Mentre scendeva per la via scoscesa, Luz si voltò indietro a guardarli. Le ragazze della città deridevano quelle di Shantih perché portavano i calzoni: ma si confezionavano gonne con la stoffa di Shantih, quando riuscivano a procurarsela, perché era più fine e tinta meglio di quella tessuta in città. I calzoni e le giacche dei ragazzi, con le maniche lunghe e il colletto alto, erano bianchi, del bianco-panna della fibra naturale di erbaseta. I folti e morbidi capelli di Lev spiccavano nerissimi sopra quel candore. Camminava un po’ indietro rispetto agli altri, al fianco di Southwind, una bella ragazza che parlava sempre a voce bassa. Dal modo in cui Lev teneva piegata la testa, Luz capì che ascoltava quella voce e sorrideva.

— Cazzo! — disse, e si avviò a grandi passi con la lunga gonna che le sventolava contro le caviglie. Era troppo beneducata per conoscere certe imprecazioni. Conosceva «diavolo!» perché lo diceva suo padre, anche di fronte alle donne, quando era irritato. Lei non diceva mai «diavolo!»: era una proprietà di suo padre. Ma tanti anni prima Eva le aveva detto che «cazzo» era una parolaccia terribile, e perciò quando era sola la usava.

E materializzandosi dal nulla come un cose, e al pari di questo gobba, con gli occhietti lucidi e vagamente piumosa, apparve la sua duenna, la cugina Lores: lei credeva che si fosse stancata e se ne fosse andata a casa mezz’ora prima. — Luz Marina! Luz Marina! Dov’eri? Ti ho aspettata tanto… Sono corsa a casa Falco e poi sono tornata a scuola… Dov’eri? Perché te ne vai in giro tutta sola? Rallenta, Luz Marina: mi sento morire, mi sento morire.

Ma Luz non rallentò per quella povera donna. Continuò a grandi passi, lottando con le lacrime che l’avevano assalita a tradimento: lacrime di rabbia perché non poteva mai andare in giro da sola, non poteva far mai niente da sola, mai. Perché comandavano gli uomini. La spuntavano sempre. E le donne più anziane erano tutte dalla loro parte. Una ragazza non poteva girare sola per le vie della città perché un operaio ubriaco avrebbe potuto insultarla, e cosa importava se dopo sarebbe finito in prigione o gli avrebbero tagliato le orecchie? Non sarebbe servito a nulla. La reputazione della ragazza era ciò che gli uomini pensavano di lei. Gli uomini pensavano tutto, facevano tutto, dirigevano tutto, facevano le leggi, infrangevano le leggi, punivano chi le infrangeva; e non restava spazio per le donne, la città non era per le donne. C’era spazio solo nelle loro stanze, quand’erano sole.

Perfino un abitante di Shantih era più libero di lei. Perfino Lev, che non voleva azzuffarsi per un pallone ma che sfidava la notte quando scendeva dall’orlo del mondo, e rideva delle leggi. Perfino Southwind, che era così mite e taciturna… Southwind poteva tornare a casa con chi voleva, mano nella mano, attraverso i campi, nel vento della sera, correndo per precedere la pioggia.

La pioggia tamburellava sulle tegole della soffitta, dove lei si era rifugiata quel giorno, tre anni prima, quando finalmente era arrivata a casa, con la cugina Lores che ansimava e sbuffava e protestava dietro di lei, per tutta la strada.

Tre anni da quella sera nella luce d’oro. E in cambio, niente. Adesso meno di allora. Tre anni prima, lei andava ancora a scuola: aveva creduto che quando la scuola fosse finita lei sarebbe stata magicamente libera.

Una prigione. Tutta Victoria era una prigione, un carcere. E non c’era una via d’uscita. Non c’era un posto dove andare.

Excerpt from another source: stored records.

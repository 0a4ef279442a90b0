mod file_config;

pub use file_config::FileConfig;

use anyhow::Result;
use std::path::PathBuf;

/// CLI arguments that can be used for config resolution. This struct
/// mirrors the CLI arguments that can be overridden by TOML config.
#[derive(Debug, Clone, Default)]
pub struct CliConfig {
    pub db_path: Option<PathBuf>,
    pub song_data: PathBuf,
    pub log_data: PathBuf,
    pub pattern: String,
}

/// Fully resolved run configuration.
#[derive(Debug, Clone)]
pub struct AppConfig {
    pub db_path: PathBuf,
    pub song_data: PathBuf,
    pub log_data: PathBuf,
    pub pattern: String,
}

impl AppConfig {
    /// Resolve configuration from CLI arguments and optional TOML file
    /// config. TOML values override CLI values where present.
    pub fn resolve(cli: &CliConfig, file_config: Option<FileConfig>) -> Result<Self> {
        let file = file_config.unwrap_or_default();

        let db_path = file
            .db_path
            .map(PathBuf::from)
            .or_else(|| cli.db_path.clone())
            .ok_or_else(|| {
                anyhow::anyhow!("db_path must be specified via --db-path or in config file")
            })?;

        let song_data = file
            .song_data
            .map(PathBuf::from)
            .unwrap_or_else(|| cli.song_data.clone());
        let log_data = file
            .log_data
            .map(PathBuf::from)
            .unwrap_or_else(|| cli.log_data.clone());
        let pattern = file.pattern.unwrap_or_else(|| cli.pattern.clone());

        Ok(Self {
            db_path,
            song_data,
            log_data,
            pattern,
        })
    }
}

#[cfg(test)]
mod tests {
    use super::*;

    fn cli() -> CliConfig {
        CliConfig {
            db_path: Some(PathBuf::from("/cli/analytics.db")),
            song_data: PathBuf::from("data/song_data"),
            log_data: PathBuf::from("data/log_data"),
            pattern: "*.json".to_string(),
        }
    }

    #[test]
    fn test_resolve_cli_only() {
        let config = AppConfig::resolve(&cli(), None).unwrap();

        assert_eq!(config.db_path, PathBuf::from("/cli/analytics.db"));
        assert_eq!(config.song_data, PathBuf::from("data/song_data"));
        assert_eq!(config.log_data, PathBuf::from("data/log_data"));
        assert_eq!(config.pattern, "*.json");
    }

    #[test]
    fn test_resolve_toml_overrides_cli() {
        let file_config = FileConfig {
            db_path: Some("/toml/analytics.db".to_string()),
            song_data: Some("/toml/songs".to_string()),
            log_data: None,
            pattern: None,
        };

        let config = AppConfig::resolve(&cli(), Some(file_config)).unwrap();

        // TOML values should override CLI
        assert_eq!(config.db_path, PathBuf::from("/toml/analytics.db"));
        assert_eq!(config.song_data, PathBuf::from("/toml/songs"));
        // CLI value used when TOML doesn't specify
        assert_eq!(config.log_data, PathBuf::from("data/log_data"));
        assert_eq!(config.pattern, "*.json");
    }

    #[test]
    fn test_resolve_missing_db_path_error() {
        let cli = CliConfig {
            db_path: None,
            ..cli()
        };

        let result = AppConfig::resolve(&cli, None);
        assert!(result.is_err());
        assert!(result
            .unwrap_err()
            .to_string()
            .contains("db_path must be specified"));
    }
}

Soltanto Lev se n’era andato, e aveva trovato un posto nuovo, lontano, a nord, nelle terre disabitate, un posto dove andare… Ed era tornato, e aveva detto «No» al Padrone Falco.

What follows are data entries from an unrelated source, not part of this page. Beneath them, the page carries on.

//! End-to-end pipeline tests: real files on disk, through both batches,
//! into a real SQLite database.

use serde_json::json;
use spinlog::batch::{run_activity_batch, run_catalog_batch};
use spinlog::discover::discover;
use spinlog::store::{AnalyticsStore, SqliteAnalyticsStore};
use std::fs;
use std::path::Path;
use tempfile::TempDir;

fn write_records(path: &Path, records: &[serde_json::Value]) {
    fs::create_dir_all(path.parent().unwrap()).unwrap();
    let lines: Vec<String> = records.iter().map(|r| r.to_string()).collect();
    fs::write(path, lines.join("\n")).unwrap();
}

fn catalog_record() -> serde_json::Value {
    json!({
        "song_id": "S1", "title": "T", "artist_id": "A1", "year": "2000",
        "duration": 210.5, "artist_name": "AR", "artist_location": "NY",
        "artist_latitude": 40.7, "artist_longitude": -74.0
    })
}

fn play_record(user_id: i64, level: &str, song: &str) -> serde_json::Value {
    json!({
        "page": "NextSong", "ts": 1541990258796i64, "userId": user_id,
        "firstName": "Ryan", "lastName": "Smith", "gender": "M",
        "level": level, "song": song, "artist": "AR", "length": 210.5,
        "sessionId": 583, "location": "San Jose-Sunnyvale-Santa Clara, CA",
        "userAgent": "Mozilla/5.0"
    })
}

struct Fixture {
    tmp: TempDir,
}

impl Fixture {
    fn new() -> Self {
        Fixture {
            tmp: TempDir::new().unwrap(),
        }
    }

    fn store(&self) -> SqliteAnalyticsStore {
        SqliteAnalyticsStore::new(self.tmp.path().join("analytics.db")).unwrap()
    }

    fn song_root(&self) -> std::path::PathBuf {
        self.tmp.path().join("song_data")
    }

    fn log_root(&self) -> std::path::PathBuf {
        self.tmp.path().join("log_data")
    }
}

#[test]
fn end_to_end_example_loads_all_five_relations() {
    let fx = Fixture::new();
    let store = fx.store();
    write_records(&fx.song_root().join("A/S1.json"), &[catalog_record()]);
    write_records(
        &fx.log_root().join("2018/11/events.json"),
        &[play_record(26, "free", "T")],
    );

    let catalog = run_catalog_batch(&store, &fx.song_root(), "*.json").unwrap();
    let activity = run_activity_batch(&store, &fx.log_root(), "*.json").unwrap();

    assert_eq!(catalog.files, 1);
    assert_eq!(activity.files, 1);

    let song = store.get_song("S1").unwrap().unwrap();
    assert_eq!(song.title, "T");
    assert_eq!(song.artist_id, "A1");
    assert_eq!(song.year, Some(2000));
    assert!((song.duration - 210.5).abs() < f64::EPSILON);

    let user = store.get_user("26").unwrap().unwrap();
    assert_eq!(user.first_name, "Ryan");
    assert_eq!(user.level, "free");

    let stats = store.stats().unwrap();
    assert_eq!(stats.songs, 1);
    assert_eq!(stats.artists, 1);
    assert_eq!(stats.users, 1);
    assert_eq!(stats.time, 1);
    assert_eq!(stats.songplays, 1);

    let plays = store.list_songplays().unwrap();
    assert_eq!(plays.len(), 1);
    assert_eq!(plays[0].song_id.as_deref(), Some("S1"));
    assert_eq!(plays[0].artist_id.as_deref(), Some("A1"));
    assert_eq!(plays[0].start_time, 1541990258796);
    assert_eq!(plays[0].session_id, 583);
}

#[test]
fn reprocessing_catalog_files_is_idempotent() {
    let fx = Fixture::new();
    let store = fx.store();
    write_records(&fx.song_root().join("S1.json"), &[catalog_record()]);

    run_catalog_batch(&store, &fx.song_root(), "*.json").unwrap();
    let first = store.get_song("S1").unwrap().unwrap();

    run_catalog_batch(&store, &fx.song_root(), "*.json").unwrap();
    let second = store.get_song("S1").unwrap().unwrap();

    assert_eq!(first, second);
    let stats = store.stats().unwrap();
    assert_eq!(stats.songs, 1);
    assert_eq!(stats.artists, 1);
}

#[test]
fn later_activity_record_overrides_user_level() {
    let fx = Fixture::new();
    let store = fx.store();
    write_records(
        &fx.log_root().join("events.json"),
        &[
            play_record(26, "free", "T"),
            play_record(26, "paid", "T"),
        ],
    );

    run_activity_batch(&store, &fx.log_root(), "*.json").unwrap();

    let user = store.get_user("26").unwrap().unwrap();
    assert_eq!(user.level, "paid");
    assert_eq!(store.stats().unwrap().users, 1);
}

#[test]
fn non_numeric_year_loads_as_null() {
    let fx = Fixture::new();
    let store = fx.store();
    let mut record = catalog_record();
    record["year"] = json!("N/A");
    write_records(&fx.song_root().join("S1.json"), &[record]);

    run_catalog_batch(&store, &fx.song_root(), "*.json").unwrap();

    let song = store.get_song("S1").unwrap().unwrap();
    assert_eq!(song.year, None);
}

#[test]
fn file_with_only_non_play_events_loads_nothing() {
    let fx = Fixture::new();
    let store = fx.store();
    write_records(
        &fx.log_root().join("events.json"),
        &[
            json!({"page": "Home", "ts": 1541990258796i64, "userId": 26}),
            json!({"page": "Logout", "ts": 1541990260000i64}),
        ],
    );

    let summary = run_activity_batch(&store, &fx.log_root(), "*.json").unwrap();

    assert_eq!(summary.files, 1);
    let stats = store.stats().unwrap();
    assert_eq!(stats.time, 0);
    assert_eq!(stats.users, 0);
    assert_eq!(stats.songplays, 0);
}

#[test]
fn unmatched_songplay_has_both_ids_null() {
    let fx = Fixture::new();
    let store = fx.store();
    write_records(&fx.song_root().join("S1.json"), &[catalog_record()]);
    write_records(
        &fx.log_root().join("events.json"),
        &[play_record(26, "free", "Some Other Song")],
    );

    run_catalog_batch(&store, &fx.song_root(), "*.json").unwrap();
    let summary = run_activity_batch(&store, &fx.log_root(), "*.json").unwrap();

    assert_eq!(summary.songplays, 1);
    assert_eq!(summary.songplays_matched, 0);

    let plays = store.list_songplays().unwrap();
    assert!(plays[0].song_id.is_none() && plays[0].artist_id.is_none());
}

#[test]
fn rerunning_activity_batch_duplicates_fact_rows_only() {
    let fx = Fixture::new();
    let store = fx.store();
    write_records(
        &fx.log_root().join("events.json"),
        &[play_record(26, "free", "T")],
    );

    run_activity_batch(&store, &fx.log_root(), "*.json").unwrap();
    run_activity_batch(&store, &fx.log_root(), "*.json").unwrap();

    let stats = store.stats().unwrap();
    // Dimensions stay deduplicated; the fact table is at-least-once.
    assert_eq!(stats.time, 1);
    assert_eq!(stats.users, 1);
    assert_eq!(stats.songplays, 2);
}

#[test]
fn discovery_is_deterministic_across_runs() {
    let fx = Fixture::new();
    let root = fx.log_root();
    write_records(&root.join("2018/11/a.json"), &[json!({"page": "Home", "ts": 1})]);
    write_records(&root.join("2018/12/b.json"), &[json!({"page": "Home", "ts": 2})]);
    write_records(&root.join("c.json"), &[json!({"page": "Home", "ts": 3})]);

    let first = discover(&root, "*.json").unwrap();
    let second = discover(&root, "*.json").unwrap();

    assert_eq!(first.len(), 3);
    assert_eq!(first, second);
}

#[test]
fn malformed_activity_file_halts_with_file_context() {
    let fx = Fixture::new();
    let store = fx.store();
    let root = fx.log_root();
    fs::create_dir_all(&root).unwrap();
    fs::write(
        root.join("events.json"),
        "{\"page\": \"Home\", \"ts\": 1}\n{broken\n",
    )
    .unwrap();

    let err = run_activity_batch(&store, &root, "*.json").unwrap_err();
    let message = format!("{:#}", err);
    assert!(message.contains("events.json"));
    assert!(message.contains("line 2") || message.contains(":2"));
}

Ma Lev era libero, era sempre stato libero. E per questo non c’era stato un momento nella vita di lei, prima o dopo, come quello in cui era stata al suo fianco, sulle alture della città nella luce dorata prima della tempesta, e aveva visto con lui cos’era la libertà. Per un momento. Una raffica di vento marino, un incontro di sguardi.

Non lo vedeva da più di un anno. Lui era tornato a Shantih nel nuovo abitato, libero, dimenticandosi di lei. Perché doveva ricordarla? E lei, perché doveva ricordarlo? Aveva altre cose a cui pensare. Era una donna, ormai. Doveva affrontare la vita. Anche se la vita non aveva altro da mostrarle che una porta chiusa oltre la quale non c’era nulla.